Side note: I used the imitation gold leaf and signed it in 2024, but only got the real gold in 2025, so it was truly completed in 2025.
This was ten years spent on a single artwork.
Now the interesting part is that, looking back at my life, I see that it is split into ten-year periods. The first ten years were me living a rich and full life with my father in good health. The next ten (or nine) years were me dealing with my father living with Alzheimer’s and me living in that space, not having the opportunity to leave the situation. And then the last period is me going out into the world and having the ability to become my own person.
This artwork is an exploration into the beginnings of me being me.
After I completed the artwork, not only did I start crying — I was extremely emotional — but I also took it to show whoever I could. And the first place I took it was to show my family, and they happened to be at the park where my dad would go daily for a walk in his later years.
The only other time the artwork was shown was to Ricky Burnett and the curators of the Goodman Gallery.
This artwork sits on my bedside table, close to me.
Now the frame is a whole story on its own. How can you have such an important painting just framed in any old frame? So I began thinking that the frame was extremely important to the painting, and I decided to hand-carve my own frame for this piece.
I began carving, and in the process, I realised I was unintentionally carving my father’s face into the frame.
This piece is very important.
The frame is incomplete and may take years to carve, but I have decided to sell it even though the frame is not finished. Once someone purchases the artwork, I will have the money and can afford to dedicate the time and resources to completing the frame.
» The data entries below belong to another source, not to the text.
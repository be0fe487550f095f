use chrono::{Local, NaiveDateTime};
use uuid::Uuid;

/// Source of the two non-deterministic inputs of a document: the message
/// identifier and the creation timestamp.
pub trait Clock {
    /// Unique `MsgId` seed. Sanitized and cut to 35 characters by the builder.
    fn message_id(&self) -> String;
    /// Local build time, written to `CreDtTm` with second precision.
    fn now(&self) -> NaiveDateTime;
}

/// Wall clock with a random message identifier.
///
/// Timestamps alone are not unique when several files are generated within
/// the same second, so the identifier comes from a v4 UUID.
#[derive(Debug, Clone, Copy, Default)]
pub struct SystemClock;

impl Clock for SystemClock {
    fn message_id(&self) -> String {
        Uuid::new_v4().simple().to_string()
    }

    fn now(&self) -> NaiveDateTime {
        Local::now().naive_local()
    }
}

/// Clock returning fixed values, for reproducible output.
#[derive(Debug, Clone)]
pub struct FixedClock {
    message_id: String,
    now: NaiveDateTime,
}

impl FixedClock {
    pub fn new(message_id: impl Into<String>, now: NaiveDateTime) -> Self {
        Self {
            message_id: message_id.into(),
            now,
        }
    }
}

impl Clock for FixedClock {
    fn message_id(&self) -> String {
        self.message_id.clone()
    }

    fn now(&self) -> NaiveDateTime {
        self.now
    }
}

#[cfg(test)]
mod tests {
    use super::*;

    #[test]
    fn system_clock_ids_are_unique_and_short() {
        let clock = SystemClock;
        let a = clock.message_id();
        let b = clock.message_id();
        assert_ne!(a, b);
        assert_eq!(a.len(), 32);
    }

    #[test]
    fn fixed_clock_is_fixed() {
        let now = chrono::NaiveDate::from_ymd_opt(2024, 3, 15)
            .unwrap()
            .and_hms_opt(9, 30, 0)
            .unwrap();
        let clock = FixedClock::new("1710500000", now);
        assert_eq!(clock.message_id(), "1710500000");
        assert_eq!(clock.now(), now);
    }
}
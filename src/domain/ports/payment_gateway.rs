use crate::domain::error::DomainError;
use crate::domain::values::plan::Plan;
use serde::Serialize;

#[derive(Debug, Clone, Serialize)]
pub struct CheckoutSession {
    pub order_id: String,
    /// Where the payer approves the charge. `None` means the gateway
    /// approved immediately and `confirm` can be called right away.
    pub approval_url: Option<String>,
}

#[derive(Debug, Clone, Serialize)]
pub struct PaymentConfirmation {
    pub order_id: String,
    pub payer_name: String,
}

/// Boundary to an external payment processor. No authenticity check
/// beyond trusting the processor's response.
#[async_trait::async_trait]
pub trait PaymentGateway: Send + Sync {
    async fn begin_checkout(&self, plan: Plan) -> Result<CheckoutSession, DomainError>;

    async fn confirm(&self, order_id: &str) -> Result<PaymentConfirmation, DomainError>;
}
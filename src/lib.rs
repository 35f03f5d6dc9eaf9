pub mod application;
pub mod cli;
pub mod domain;
pub mod infrastructure;

use crate::application::list_operations::ListOperationsUseCase;
use crate::application::save_operation::SaveOperationUseCase;
use crate::application::session::SessionUseCase;
use crate::application::summary::{ProfitSummary, SummaryUseCase};
use crate::application::upgrade::{UpgradeOutcome, UpgradeUseCase};
use crate::domain::entities::operation::{NewOperation, Operation};
use crate::domain::entities::session::Session;
use crate::domain::error::DomainError;
use crate::domain::ports::identity_provider::IdentityProvider;
use crate::domain::ports::operation_repository::{OperationFilter, OperationRepository};
use crate::domain::ports::payment_gateway::{PaymentConfirmation, PaymentGateway};
use crate::domain::values::payment_method::PaymentMethod;
use crate::domain::values::plan::Plan;
use crate::domain::values::session_state::SessionState;
use crate::infrastructure::firestore::operation_repo::FirestoreOperationRepo;
use crate::infrastructure::identity::local::LocalIdentityProvider;
use crate::infrastructure::identity::rest::RestIdentityProvider;
use crate::infrastructure::payments::link::LinkGateway;
use crate::infrastructure::payments::paypal::PaypalGateway;
use crate::infrastructure::payments::sandbox::SandboxGateway;
use crate::infrastructure::sqlite::migrations::run_migrations;
use crate::infrastructure::sqlite::operation_repo::SqliteOperationRepo;
use rusqlite::Connection;
use std::path::PathBuf;
use std::sync::{Arc, Mutex};
use tokio::sync::watch;

/// Composition root and facade. All ports are constructed here and
/// injected into the use cases; nothing holds an ambient global client.
pub struct JjxCapital {
    session_uc: SessionUseCase,
    save_uc: SaveOperationUseCase,
    list_uc: ListOperationsUseCase,
    summary_uc: SummaryUseCase,
    upgrade_uc: UpgradeUseCase,
}

impl JjxCapital {
    /// Env-driven construction: `JJX_BACKEND=rest` targets the remote
    /// identity and document-store services, anything else runs on the
    /// embedded database at `db_path`. PayPal is used when credentials
    /// are configured, the sandbox gateway otherwise.
    pub fn new(db_path: &str) -> Result<Self, DomainError> {
        let payments: Arc<dyn PaymentGateway> = match (
            std::env::var("JJX_PAYPAL_CLIENT_ID"),
            std::env::var("JJX_PAYPAL_SECRET"),
        ) {
            (Ok(client_id), Ok(secret)) => Arc::new(PaypalGateway::new(
                client_id,
                secret,
                std::env::var("JJX_PAYPAL_URL").ok(),
            )),
            _ => Arc::new(SandboxGateway),
        };

        let backend = std::env::var("JJX_BACKEND").unwrap_or_else(|_| "local".into());
        if backend == "rest" {
            let api_key = std::env::var("JJX_API_KEY")
                .map_err(|_| DomainError::InvalidInput("JJX_API_KEY is required for the rest backend".into()))?;
            let firestore_url = std::env::var("JJX_FIRESTORE_URL")
                .map_err(|_| DomainError::InvalidInput("JJX_FIRESTORE_URL is required for the rest backend".into()))?;
            let cache_path = std::env::var("JJX_TOKEN_CACHE")
                .map(PathBuf::from)
                .unwrap_or_else(|_| PathBuf::from("./.jjx_session.json"));

            let identity = RestIdentityProvider::new(
                api_key,
                std::env::var("JJX_AUTH_URL").ok(),
                cache_path,
            );
            let token = identity.cached_token();
            let repo: Arc<dyn OperationRepository> =
                Arc::new(FirestoreOperationRepo::new(firestore_url, token));
            return Ok(Self::assemble(Arc::new(identity), repo, payments));
        }

        Self::local(db_path, payments)
    }

    /// Fully embedded backend: accounts and operations in one sqlite
    /// database. This is what the test suite runs against `:memory:`.
    pub fn local(
        db_path: &str,
        payments: Arc<dyn PaymentGateway>,
    ) -> Result<Self, DomainError> {
        let conn = Connection::open(db_path)
            .map_err(|e| DomainError::Database(format!("DB error: {e}")))?;
        conn.pragma_update(None, "journal_mode", "WAL")
            .map_err(|e| DomainError::Database(format!("WAL error: {e}")))?;
        run_migrations(&conn)?;
        let conn = Arc::new(Mutex::new(conn));

        let identity: Arc<dyn IdentityProvider> =
            Arc::new(LocalIdentityProvider::new(conn.clone()));
        let repo: Arc<dyn OperationRepository> = Arc::new(SqliteOperationRepo::new(conn));
        Ok(Self::assemble(identity, repo, payments))
    }

    /// Injected ports over the embedded store; for tests and embedders.
    pub fn with_providers(
        db_path: &str,
        identity: Arc<dyn IdentityProvider>,
        payments: Arc<dyn PaymentGateway>,
    ) -> Result<Self, DomainError> {
        let conn = Connection::open(db_path)
            .map_err(|e| DomainError::Database(format!("DB error: {e}")))?;
        run_migrations(&conn)?;
        let repo: Arc<dyn OperationRepository> =
            Arc::new(SqliteOperationRepo::new(Arc::new(Mutex::new(conn))));
        Ok(Self::assemble(identity, repo, payments))
    }

    fn assemble(
        identity: Arc<dyn IdentityProvider>,
        repo: Arc<dyn OperationRepository>,
        payments: Arc<dyn PaymentGateway>,
    ) -> Self {
        let links: Vec<(PaymentMethod, Arc<dyn PaymentGateway>)> = vec![
            (PaymentMethod::BinancePay, Arc::new(LinkGateway::binance_pay())),
            (
                PaymentMethod::BlockchainPay,
                Arc::new(LinkGateway::blockchain_pay()),
            ),
        ];
        Self {
            session_uc: SessionUseCase::new(identity),
            save_uc: SaveOperationUseCase::new(repo.clone()),
            list_uc: ListOperationsUseCase::new(repo.clone()),
            summary_uc: SummaryUseCase::new(repo),
            upgrade_uc: UpgradeUseCase::new(payments, links),
        }
    }

    fn owner_id(&self) -> Result<String, DomainError> {
        self.session_uc
            .current()
            .owner_id()
            .map(String::from)
            .ok_or_else(|| DomainError::Auth("sign in to manage operations".into()))
    }

    // --- session ---

    /// Resolve the initial `Unknown` state; call once at startup.
    pub async fn restore_session(&self) -> SessionState {
        self.session_uc.restore().await
    }

    pub async fn register(
        &self,
        email: &str,
        password: &str,
        display_name: Option<String>,
    ) -> Result<Session, DomainError> {
        self.session_uc.register(email, password, display_name).await
    }

    pub async fn login(&self, email: &str, password: &str) -> Result<Session, DomainError> {
        self.session_uc.sign_in(email, password).await
    }

    pub async fn logout(&self) {
        self.session_uc.sign_out().await
    }

    pub fn session(&self) -> SessionState {
        self.session_uc.current()
    }

    pub fn subscribe_session(&self) -> watch::Receiver<SessionState> {
        self.session_uc.subscribe()
    }

    // --- operations ---

    /// Rejected before the store boundary when no session is active.
    pub async fn save_operation(&self, draft: &NewOperation) -> Result<Operation, DomainError> {
        let owner = self.owner_id()?;
        self.save_uc.execute(&owner, draft).await
    }

    pub async fn list_operations(
        &self,
        filter: &OperationFilter,
    ) -> Result<Vec<Operation>, DomainError> {
        let owner = self.owner_id()?;
        self.list_uc.execute(&owner, filter).await
    }

    pub async fn watch_operations(
        &self,
    ) -> Result<watch::Receiver<Vec<Operation>>, DomainError> {
        let owner = self.owner_id()?;
        self.list_uc.watch(&owner).await
    }

    pub async fn summary(&self) -> Result<ProfitSummary, DomainError> {
        let owner = self.owner_id()?;
        self.summary_uc.execute(&owner).await
    }

    // --- premium ---

    pub async fn upgrade(&self, method: PaymentMethod) -> Result<UpgradeOutcome, DomainError> {
        self.owner_id()?;
        self.upgrade_uc.begin(method, Plan::Premium).await
    }

    pub async fn confirm_upgrade(
        &self,
        order_id: &str,
    ) -> Result<PaymentConfirmation, DomainError> {
        self.upgrade_uc.confirm(order_id).await
    }
}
The Coke bottle — a core memory for me was driving on long drives throughout South Africa with my father and family. That desire to adventure.
The map — the places we travelled. The Sunday mornings after breakfast, looking at a map and saying, where to? Getting out and going.
The mustard tin — it was my father’s favourite. He always used to tell the story of how Mr Colman made his money, not from the mustard that people ate, but rather the mustard they left on their plates.
The book is history.
And the flower — a motif used time and time again to showcase how delicate life really is, capturing something that dies and immortalising it.